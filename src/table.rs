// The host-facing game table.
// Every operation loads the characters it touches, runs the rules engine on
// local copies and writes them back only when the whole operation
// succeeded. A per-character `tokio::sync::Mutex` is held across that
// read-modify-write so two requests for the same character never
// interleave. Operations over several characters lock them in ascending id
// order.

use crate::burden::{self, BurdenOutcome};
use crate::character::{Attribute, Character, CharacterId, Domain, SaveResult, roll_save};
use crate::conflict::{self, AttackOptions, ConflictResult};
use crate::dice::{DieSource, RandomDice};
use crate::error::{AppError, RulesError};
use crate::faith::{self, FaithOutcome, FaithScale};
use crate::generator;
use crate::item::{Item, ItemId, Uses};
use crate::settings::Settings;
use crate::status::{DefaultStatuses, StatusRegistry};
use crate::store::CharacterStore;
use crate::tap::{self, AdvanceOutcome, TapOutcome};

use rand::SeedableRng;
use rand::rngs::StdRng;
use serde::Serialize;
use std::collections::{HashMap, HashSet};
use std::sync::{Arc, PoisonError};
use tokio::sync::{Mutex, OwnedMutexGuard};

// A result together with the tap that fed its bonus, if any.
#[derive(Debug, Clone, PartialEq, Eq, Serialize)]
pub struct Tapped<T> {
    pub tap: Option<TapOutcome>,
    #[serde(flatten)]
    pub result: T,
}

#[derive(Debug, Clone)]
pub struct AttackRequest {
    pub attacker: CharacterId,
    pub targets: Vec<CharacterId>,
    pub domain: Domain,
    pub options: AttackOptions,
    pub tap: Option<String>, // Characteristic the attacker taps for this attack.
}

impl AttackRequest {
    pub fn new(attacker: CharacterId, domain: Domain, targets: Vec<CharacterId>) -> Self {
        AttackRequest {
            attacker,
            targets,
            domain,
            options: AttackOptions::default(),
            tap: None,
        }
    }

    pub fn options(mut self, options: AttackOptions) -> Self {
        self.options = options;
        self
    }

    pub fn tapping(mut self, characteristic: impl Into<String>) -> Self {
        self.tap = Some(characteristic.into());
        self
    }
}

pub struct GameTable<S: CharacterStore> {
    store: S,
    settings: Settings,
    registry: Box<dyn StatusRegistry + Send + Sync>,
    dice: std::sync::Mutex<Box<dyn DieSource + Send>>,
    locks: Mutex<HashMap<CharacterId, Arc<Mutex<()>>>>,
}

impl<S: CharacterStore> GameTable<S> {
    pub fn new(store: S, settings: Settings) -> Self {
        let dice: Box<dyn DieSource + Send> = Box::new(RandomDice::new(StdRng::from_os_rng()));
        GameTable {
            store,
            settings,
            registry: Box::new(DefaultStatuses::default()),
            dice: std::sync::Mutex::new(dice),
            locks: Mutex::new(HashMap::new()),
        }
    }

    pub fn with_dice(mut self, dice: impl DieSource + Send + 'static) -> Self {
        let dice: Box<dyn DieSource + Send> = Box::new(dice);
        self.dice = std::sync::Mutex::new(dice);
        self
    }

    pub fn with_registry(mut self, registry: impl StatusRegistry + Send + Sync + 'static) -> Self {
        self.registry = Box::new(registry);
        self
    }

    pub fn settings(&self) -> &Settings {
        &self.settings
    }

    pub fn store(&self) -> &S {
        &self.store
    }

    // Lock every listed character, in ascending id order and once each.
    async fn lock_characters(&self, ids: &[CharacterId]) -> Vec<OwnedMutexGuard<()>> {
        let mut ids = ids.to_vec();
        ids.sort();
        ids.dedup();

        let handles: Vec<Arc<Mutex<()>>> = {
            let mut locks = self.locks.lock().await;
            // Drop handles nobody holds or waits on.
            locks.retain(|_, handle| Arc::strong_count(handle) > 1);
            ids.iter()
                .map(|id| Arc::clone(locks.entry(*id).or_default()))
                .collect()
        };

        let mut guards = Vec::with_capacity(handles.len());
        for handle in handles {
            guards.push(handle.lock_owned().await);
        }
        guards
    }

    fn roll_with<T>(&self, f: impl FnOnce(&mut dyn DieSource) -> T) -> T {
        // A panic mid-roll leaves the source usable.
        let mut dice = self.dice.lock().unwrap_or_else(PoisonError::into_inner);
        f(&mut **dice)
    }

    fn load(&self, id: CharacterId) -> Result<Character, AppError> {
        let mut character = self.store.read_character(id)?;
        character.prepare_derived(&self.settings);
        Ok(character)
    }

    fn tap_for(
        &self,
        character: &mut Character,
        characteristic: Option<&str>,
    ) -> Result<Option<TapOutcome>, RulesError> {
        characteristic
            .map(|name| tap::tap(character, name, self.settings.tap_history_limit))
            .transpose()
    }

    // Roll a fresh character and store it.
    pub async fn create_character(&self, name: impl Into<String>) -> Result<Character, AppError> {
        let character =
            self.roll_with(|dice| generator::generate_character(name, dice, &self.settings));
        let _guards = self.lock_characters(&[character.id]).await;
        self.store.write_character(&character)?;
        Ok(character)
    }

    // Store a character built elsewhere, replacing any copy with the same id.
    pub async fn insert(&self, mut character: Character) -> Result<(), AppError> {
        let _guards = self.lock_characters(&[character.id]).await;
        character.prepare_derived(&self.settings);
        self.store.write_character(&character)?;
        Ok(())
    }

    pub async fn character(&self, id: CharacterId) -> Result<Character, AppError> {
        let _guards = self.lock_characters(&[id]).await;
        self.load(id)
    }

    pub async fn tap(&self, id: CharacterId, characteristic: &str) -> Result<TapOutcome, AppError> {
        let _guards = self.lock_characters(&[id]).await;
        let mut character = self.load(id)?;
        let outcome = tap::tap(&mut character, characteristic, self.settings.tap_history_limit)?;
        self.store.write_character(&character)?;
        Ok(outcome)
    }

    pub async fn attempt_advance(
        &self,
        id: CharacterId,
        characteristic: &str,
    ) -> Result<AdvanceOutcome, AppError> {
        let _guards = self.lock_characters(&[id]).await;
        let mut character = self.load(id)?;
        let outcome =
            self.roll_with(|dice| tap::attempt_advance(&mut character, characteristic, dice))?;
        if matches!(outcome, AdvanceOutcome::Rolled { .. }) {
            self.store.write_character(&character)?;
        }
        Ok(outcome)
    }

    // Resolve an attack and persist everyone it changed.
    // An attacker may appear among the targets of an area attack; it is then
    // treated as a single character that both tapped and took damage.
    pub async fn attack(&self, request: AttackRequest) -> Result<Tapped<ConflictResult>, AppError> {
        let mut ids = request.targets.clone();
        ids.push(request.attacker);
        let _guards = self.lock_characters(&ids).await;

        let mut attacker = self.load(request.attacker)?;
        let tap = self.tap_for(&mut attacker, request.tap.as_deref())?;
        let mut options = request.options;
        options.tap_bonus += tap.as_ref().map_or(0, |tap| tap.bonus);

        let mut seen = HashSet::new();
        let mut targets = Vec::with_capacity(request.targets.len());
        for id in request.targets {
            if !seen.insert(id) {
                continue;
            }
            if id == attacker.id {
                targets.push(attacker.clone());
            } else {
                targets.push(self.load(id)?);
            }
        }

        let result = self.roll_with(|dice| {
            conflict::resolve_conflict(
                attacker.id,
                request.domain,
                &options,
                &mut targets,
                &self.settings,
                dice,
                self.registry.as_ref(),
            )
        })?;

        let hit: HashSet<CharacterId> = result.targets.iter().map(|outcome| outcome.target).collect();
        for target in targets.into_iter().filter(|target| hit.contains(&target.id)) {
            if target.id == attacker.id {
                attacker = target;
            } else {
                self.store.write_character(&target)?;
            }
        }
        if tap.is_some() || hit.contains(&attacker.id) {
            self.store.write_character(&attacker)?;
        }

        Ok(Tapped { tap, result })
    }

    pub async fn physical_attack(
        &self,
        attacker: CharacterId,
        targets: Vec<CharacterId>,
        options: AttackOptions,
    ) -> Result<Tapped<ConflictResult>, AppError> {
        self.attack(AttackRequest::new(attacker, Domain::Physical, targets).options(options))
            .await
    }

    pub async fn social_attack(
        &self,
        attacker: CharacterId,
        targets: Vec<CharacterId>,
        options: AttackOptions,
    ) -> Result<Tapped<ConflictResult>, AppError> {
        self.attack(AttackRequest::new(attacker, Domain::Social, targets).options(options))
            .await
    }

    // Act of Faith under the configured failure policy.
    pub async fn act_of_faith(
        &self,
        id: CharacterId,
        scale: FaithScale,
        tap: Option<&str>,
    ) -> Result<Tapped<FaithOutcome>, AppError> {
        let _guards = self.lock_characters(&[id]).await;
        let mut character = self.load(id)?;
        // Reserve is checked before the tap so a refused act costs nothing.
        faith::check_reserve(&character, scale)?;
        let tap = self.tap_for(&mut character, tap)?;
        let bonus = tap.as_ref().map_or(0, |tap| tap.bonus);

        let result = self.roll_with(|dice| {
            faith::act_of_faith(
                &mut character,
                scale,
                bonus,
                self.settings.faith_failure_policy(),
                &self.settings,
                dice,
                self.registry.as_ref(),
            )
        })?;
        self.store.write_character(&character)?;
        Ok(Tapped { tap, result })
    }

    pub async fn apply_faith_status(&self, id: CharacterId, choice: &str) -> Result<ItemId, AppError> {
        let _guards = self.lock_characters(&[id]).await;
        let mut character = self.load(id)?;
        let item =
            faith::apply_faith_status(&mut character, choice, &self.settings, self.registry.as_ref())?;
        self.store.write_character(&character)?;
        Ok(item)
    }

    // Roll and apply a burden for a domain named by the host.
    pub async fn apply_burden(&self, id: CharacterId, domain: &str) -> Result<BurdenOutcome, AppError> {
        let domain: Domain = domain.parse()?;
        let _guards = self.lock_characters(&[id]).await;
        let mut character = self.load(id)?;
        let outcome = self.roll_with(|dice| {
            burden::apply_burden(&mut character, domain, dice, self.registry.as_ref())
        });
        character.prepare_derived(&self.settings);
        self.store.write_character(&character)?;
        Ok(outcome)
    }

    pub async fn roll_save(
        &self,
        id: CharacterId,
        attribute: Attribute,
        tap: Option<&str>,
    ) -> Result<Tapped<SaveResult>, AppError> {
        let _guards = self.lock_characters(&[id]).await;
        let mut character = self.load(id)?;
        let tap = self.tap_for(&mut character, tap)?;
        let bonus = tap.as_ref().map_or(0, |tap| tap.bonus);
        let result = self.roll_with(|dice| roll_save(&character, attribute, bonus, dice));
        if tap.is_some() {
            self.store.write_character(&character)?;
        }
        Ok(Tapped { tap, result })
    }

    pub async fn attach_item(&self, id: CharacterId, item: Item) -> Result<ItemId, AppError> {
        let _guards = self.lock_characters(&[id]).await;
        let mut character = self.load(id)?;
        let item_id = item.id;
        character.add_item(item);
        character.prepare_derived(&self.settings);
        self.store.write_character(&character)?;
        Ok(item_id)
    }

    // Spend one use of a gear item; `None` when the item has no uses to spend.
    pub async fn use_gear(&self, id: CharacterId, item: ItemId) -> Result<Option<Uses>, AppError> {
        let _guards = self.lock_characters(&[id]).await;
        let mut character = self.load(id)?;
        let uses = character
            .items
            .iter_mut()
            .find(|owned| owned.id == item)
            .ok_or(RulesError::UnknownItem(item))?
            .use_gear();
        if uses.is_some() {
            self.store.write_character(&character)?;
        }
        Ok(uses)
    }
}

—————

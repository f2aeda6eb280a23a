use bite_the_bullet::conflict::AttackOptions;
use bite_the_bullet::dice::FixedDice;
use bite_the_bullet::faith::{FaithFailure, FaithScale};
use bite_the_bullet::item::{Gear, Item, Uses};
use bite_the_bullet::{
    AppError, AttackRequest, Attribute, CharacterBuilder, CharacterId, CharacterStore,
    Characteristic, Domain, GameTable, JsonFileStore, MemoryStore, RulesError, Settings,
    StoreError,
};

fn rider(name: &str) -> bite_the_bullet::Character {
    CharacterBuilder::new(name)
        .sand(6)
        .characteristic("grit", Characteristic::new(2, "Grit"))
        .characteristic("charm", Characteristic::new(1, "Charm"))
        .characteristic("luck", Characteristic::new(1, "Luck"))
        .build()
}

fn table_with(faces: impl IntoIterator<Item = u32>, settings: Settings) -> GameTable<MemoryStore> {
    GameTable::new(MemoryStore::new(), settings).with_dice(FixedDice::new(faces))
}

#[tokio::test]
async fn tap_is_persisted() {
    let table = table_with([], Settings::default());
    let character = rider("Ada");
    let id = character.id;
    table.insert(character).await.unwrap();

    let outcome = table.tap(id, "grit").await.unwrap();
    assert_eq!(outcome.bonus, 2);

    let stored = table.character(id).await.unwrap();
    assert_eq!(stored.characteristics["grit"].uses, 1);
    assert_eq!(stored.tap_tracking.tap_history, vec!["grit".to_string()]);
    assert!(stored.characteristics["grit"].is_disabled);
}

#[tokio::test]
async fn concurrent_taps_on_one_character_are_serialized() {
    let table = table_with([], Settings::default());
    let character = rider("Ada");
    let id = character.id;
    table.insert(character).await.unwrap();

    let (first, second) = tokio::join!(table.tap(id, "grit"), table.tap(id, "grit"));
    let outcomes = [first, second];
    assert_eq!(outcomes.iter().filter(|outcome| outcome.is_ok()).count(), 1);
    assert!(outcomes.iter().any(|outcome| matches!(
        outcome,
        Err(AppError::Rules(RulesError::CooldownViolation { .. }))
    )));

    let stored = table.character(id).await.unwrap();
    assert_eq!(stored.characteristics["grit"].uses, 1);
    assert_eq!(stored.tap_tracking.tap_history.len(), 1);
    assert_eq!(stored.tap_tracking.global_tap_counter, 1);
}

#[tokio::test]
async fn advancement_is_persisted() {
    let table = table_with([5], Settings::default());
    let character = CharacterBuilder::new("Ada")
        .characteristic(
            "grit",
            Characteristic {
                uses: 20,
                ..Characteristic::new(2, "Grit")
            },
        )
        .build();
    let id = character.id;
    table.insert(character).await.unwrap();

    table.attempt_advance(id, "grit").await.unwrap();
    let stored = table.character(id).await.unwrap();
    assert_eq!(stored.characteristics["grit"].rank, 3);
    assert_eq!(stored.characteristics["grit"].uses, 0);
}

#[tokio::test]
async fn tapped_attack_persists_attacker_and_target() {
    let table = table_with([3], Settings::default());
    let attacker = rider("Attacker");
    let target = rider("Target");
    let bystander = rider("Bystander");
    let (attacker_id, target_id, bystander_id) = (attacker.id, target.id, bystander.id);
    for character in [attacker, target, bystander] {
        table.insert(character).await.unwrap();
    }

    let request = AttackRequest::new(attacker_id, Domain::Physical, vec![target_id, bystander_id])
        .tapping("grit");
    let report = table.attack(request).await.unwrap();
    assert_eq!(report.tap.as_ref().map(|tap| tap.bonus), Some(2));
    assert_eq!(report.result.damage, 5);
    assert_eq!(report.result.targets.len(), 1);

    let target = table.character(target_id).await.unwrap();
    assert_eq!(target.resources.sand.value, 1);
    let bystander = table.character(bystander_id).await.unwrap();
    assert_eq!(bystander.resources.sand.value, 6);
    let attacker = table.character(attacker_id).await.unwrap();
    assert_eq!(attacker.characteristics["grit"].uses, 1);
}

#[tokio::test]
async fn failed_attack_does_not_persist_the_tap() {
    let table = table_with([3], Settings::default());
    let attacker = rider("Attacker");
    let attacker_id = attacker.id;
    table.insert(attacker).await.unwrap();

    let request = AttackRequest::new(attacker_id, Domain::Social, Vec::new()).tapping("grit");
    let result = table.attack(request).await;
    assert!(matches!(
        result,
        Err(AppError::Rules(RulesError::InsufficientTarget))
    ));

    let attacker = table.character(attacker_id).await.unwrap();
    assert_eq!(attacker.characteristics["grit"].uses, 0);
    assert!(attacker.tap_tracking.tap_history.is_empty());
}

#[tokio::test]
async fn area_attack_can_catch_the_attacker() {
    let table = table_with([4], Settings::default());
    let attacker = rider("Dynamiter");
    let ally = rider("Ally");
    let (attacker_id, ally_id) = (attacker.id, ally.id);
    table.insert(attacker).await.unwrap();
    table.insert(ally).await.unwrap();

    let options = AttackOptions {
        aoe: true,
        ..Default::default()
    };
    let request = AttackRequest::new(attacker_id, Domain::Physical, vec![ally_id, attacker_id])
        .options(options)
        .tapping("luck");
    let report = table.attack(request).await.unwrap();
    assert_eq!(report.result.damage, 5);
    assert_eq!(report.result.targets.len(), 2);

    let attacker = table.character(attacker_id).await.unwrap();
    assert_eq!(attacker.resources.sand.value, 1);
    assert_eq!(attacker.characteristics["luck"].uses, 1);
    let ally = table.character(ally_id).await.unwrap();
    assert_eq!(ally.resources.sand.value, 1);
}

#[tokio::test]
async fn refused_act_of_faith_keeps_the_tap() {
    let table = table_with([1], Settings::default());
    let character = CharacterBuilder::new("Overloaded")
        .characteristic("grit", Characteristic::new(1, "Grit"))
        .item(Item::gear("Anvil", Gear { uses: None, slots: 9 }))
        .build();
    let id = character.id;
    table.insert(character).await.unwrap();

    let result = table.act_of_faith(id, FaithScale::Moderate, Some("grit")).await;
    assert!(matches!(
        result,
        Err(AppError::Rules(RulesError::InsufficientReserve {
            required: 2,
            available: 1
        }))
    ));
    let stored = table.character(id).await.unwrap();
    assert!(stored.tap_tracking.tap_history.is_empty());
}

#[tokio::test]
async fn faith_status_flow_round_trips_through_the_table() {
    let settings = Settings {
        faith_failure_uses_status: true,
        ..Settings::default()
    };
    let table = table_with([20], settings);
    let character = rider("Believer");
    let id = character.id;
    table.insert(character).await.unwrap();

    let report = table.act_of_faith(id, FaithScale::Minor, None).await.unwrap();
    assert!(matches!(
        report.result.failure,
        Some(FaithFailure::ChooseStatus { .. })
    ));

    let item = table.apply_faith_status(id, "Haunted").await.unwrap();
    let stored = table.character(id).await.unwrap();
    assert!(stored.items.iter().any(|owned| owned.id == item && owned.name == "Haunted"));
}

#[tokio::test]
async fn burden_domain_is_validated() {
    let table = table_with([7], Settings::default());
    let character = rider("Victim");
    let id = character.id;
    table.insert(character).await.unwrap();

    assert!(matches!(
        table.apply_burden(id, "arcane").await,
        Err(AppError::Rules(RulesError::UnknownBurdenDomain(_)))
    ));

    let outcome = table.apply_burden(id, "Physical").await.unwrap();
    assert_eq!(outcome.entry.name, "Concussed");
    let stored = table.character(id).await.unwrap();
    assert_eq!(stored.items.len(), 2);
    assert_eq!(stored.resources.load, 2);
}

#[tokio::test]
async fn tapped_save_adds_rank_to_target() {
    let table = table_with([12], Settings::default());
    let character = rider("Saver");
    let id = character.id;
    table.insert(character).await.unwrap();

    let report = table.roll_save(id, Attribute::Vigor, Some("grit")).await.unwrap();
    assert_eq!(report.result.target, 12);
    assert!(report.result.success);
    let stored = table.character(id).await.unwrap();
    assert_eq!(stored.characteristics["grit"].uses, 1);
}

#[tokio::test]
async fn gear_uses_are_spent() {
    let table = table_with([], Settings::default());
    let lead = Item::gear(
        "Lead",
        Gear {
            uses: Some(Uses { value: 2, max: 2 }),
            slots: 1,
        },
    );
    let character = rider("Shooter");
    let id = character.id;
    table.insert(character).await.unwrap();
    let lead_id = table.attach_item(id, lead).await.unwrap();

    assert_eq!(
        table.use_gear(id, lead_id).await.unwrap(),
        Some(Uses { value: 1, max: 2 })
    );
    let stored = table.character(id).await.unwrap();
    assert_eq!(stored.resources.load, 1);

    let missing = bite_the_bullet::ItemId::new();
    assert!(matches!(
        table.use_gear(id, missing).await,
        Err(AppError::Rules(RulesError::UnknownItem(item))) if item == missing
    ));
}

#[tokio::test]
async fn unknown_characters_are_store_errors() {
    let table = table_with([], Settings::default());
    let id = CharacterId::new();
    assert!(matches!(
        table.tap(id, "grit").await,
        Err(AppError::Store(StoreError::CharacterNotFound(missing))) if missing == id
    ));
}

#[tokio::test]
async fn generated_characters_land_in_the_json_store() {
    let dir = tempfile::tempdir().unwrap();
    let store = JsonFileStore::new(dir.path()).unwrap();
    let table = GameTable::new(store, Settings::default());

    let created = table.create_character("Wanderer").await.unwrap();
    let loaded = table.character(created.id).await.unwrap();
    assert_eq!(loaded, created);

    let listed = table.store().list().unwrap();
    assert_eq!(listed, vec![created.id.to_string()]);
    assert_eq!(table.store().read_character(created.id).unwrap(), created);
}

—————

- [Work request] Show each line in the data where the string "Haunted" appears.

- [Your response]
    let item = table.apply_faith_status(id, "Haunted").await.unwrap();
    assert!(stored.items.iter().any(|owned| owned.id == item && owned.name == "Haunted"));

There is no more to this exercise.